Rosi Braidotti gives 2017 Tanner Lectures on Human Values at Yale University

Prof. dr. Rosi Braidotti. Foto: Ed van Rijswijk
Prof. dr. Rosi Braidotti. Foto: Ed van Rijswijk

Philosopher Prof. Rosi Braidotti of Utrecht University will deliver the 2017 Tanner Lectures on Human Values this spring at the Whitney Humanities Center. Her talks are jointly titled 'Posthuman, All Too Human'.

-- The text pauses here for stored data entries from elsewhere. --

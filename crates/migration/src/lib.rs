//! Schema migrations for both services.
//!
//! Each service owns its database, so each gets its own migrator. The two
//! migrators also keep separate bookkeeping tables, which lets a single
//! development database host both schemas.
pub use sea_orm_migration::prelude::*;

mod m20180125_000001_create_account;
mod m20180125_000002_add_account_indexes;
mod m20180125_000011_create_client;

/// Migrator for the accounts service database.
pub struct AccountsMigrator;

#[async_trait::async_trait]
impl MigratorTrait for AccountsMigrator {
    fn migrations() -> Vec<Box<dyn MigrationTrait>> {
        vec![
            Box::new(m20180125_000001_create_account::Migration),
            // Indexes should always be applied last
            Box::new(m20180125_000002_add_account_indexes::Migration),
        ]
    }

    fn migration_table_name() -> DynIden {
        Alias::new("seaql_migrations_accounts").into_iden()
    }
}

/// Migrator for the clients service database.
pub struct ClientsMigrator;

#[async_trait::async_trait]
impl MigratorTrait for ClientsMigrator {
    fn migrations() -> Vec<Box<dyn MigrationTrait>> {
        vec![Box::new(m20180125_000011_create_client::Migration)]
    }

    fn migration_table_name() -> DynIden {
        Alias::new("seaql_migrations_clients").into_iden()
    }
}
//! Create `client` table.
use sea_orm_migration::{prelude::*, schema::*};

#[derive(DeriveMigrationName)]
pub struct Migration;

#[async_trait::async_trait]
impl MigrationTrait for Migration {
    async fn up(&self, manager: &SchemaManager) -> Result<(), DbErr> {
        manager
            .create_table(
                Table::create()
                    .table(Client::Table)
                    .if_not_exists()
                    .col(
                        ColumnDef::new(Client::Id)
                            .big_integer()
                            .not_null()
                            .auto_increment()
                            .primary_key(),
                    )
                    .col(string_len(Client::Name, 255).not_null())
                    .col(string_len(Client::Surname, 255).not_null())
                    .col(string_len_null(Client::MiddleName, 255))
                    .col(date_null(Client::Birthday))
                    .to_owned(),
            )
            .await
    }

    async fn down(&self, manager: &SchemaManager) -> Result<(), DbErr> {
        manager.drop_table(Table::drop().table(Client::Table).to_owned()).await
    }
}

#[derive(DeriveIden)]
enum Client { Table, Id, Name, Surname, MiddleName, Birthday }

The first lecture, 'Memoirs of a Posthumanist', will be on Wednesday, March 1; the second, 'Aspirations of a Posthumanist', on Thursday, March 2. Both will take place at 5 pm in the WHC Auditorium. Professor Braidotti will be joined by Professors Joanna Radin (History of Medicine, History) and Rüdiger Campe (German, Comparative Literature) for further discussion on Friday, March 3, at 10:30 am.

Rosi Braidotti

Rosi Braidotti is Distinguished University Professor and founding director of the Centre for the Humanities at Utrecht University. Her published works include Patterns of Dissonance: An Essay on Women in Contemporary French Philosophy (1991); Nomadic Subjects: Embodiment and Sexual Difference in Contemporary Feminist Theory (1994; 2d ed. 2011); Metamorphoses: Towards a Materialist Theory of Becoming (2002); Transpositions: On Nomadic Ethics (2006); La philosophie, lá où on ne l’attend pas (2009); Nomadic Theory: The Portable Rosi Braidotti (2011); and The Posthuman (2013). In 2016 she coedited Conflicting Humanities with Paul Gilroy. 

Professor Braidotti has been an elected board member of the Consortium of Humanities Centres and Institutes since 2009. She is also an honorary fellow of the Australian Academy of the Humanities and a member of the Academia Europaea. She has been awarded honorary degrees by the University of Helsinki and the University of Linkoping. In 2005, she was knighted into the Order of the Netherlands by Queen Beatrix.

The Tanner Lectures

The Tanner Lectures on Human Values were established by the American scholar, industrialist, and philanthropist Obert Clark Tanner, who hoped that these lectures would contribute to the intellectual and moral life of humankind. Both lectures and the discussion are free and open to the public.